— Task goal —
All lines from the opening of the data to the line containing "for one invocation." must be returned unchanged, and only those lines.

(Collected data)
============
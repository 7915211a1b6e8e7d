use anyhow::Result;
use std::path::PathBuf;

use crate::runtime::{RealRuntime, Runtime};
use crate::stow::{Linker, StowLinker};

use super::paths::{announce, default_repo_root, default_target_dir};

/// Collaborators and resolved locations for one invocation.
pub struct Config<R: Runtime, L: Linker> {
    pub runtime: R,
    pub linker: L,
    pub repo_root: PathBuf,
}

impl Config<RealRuntime, StowLinker> {
    /// Resolve defaults and wire up the real runtime and linker. Flag and
    /// environment overrides arrive already merged by the CLI layer.
    pub fn new(
        runtime: RealRuntime,
        repo_root: Option<PathBuf>,
        target_dir: Option<PathBuf>,
        no_folding: bool,
        verbosity: u8,
    ) -> Result<Self> {
        let repo_root = match repo_root {
            Some(path) => path,
            None => default_repo_root(&runtime)?,
        };
        let target_dir = match target_dir {
            Some(path) => path,
            None => default_target_dir(&repo_root)?,
        };
        announce(&repo_root, &target_dir);

        let linker = StowLinker::new(target_dir, no_folding, verbosity);
        Ok(Self {
            runtime,
            linker,
            repo_root,
        })
    }
}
============
— Written response —
repository 7915211a1b6e8e7d
use anyhow::Result;
use std::path::PathBuf;

use crate::runtime::{RealRuntime, Runtime};
use crate::stow::{Linker, StowLinker};

use super::paths::{announce, default_repo_root, default_target_dir};

/// Collaborators and resolved locations for one invocation.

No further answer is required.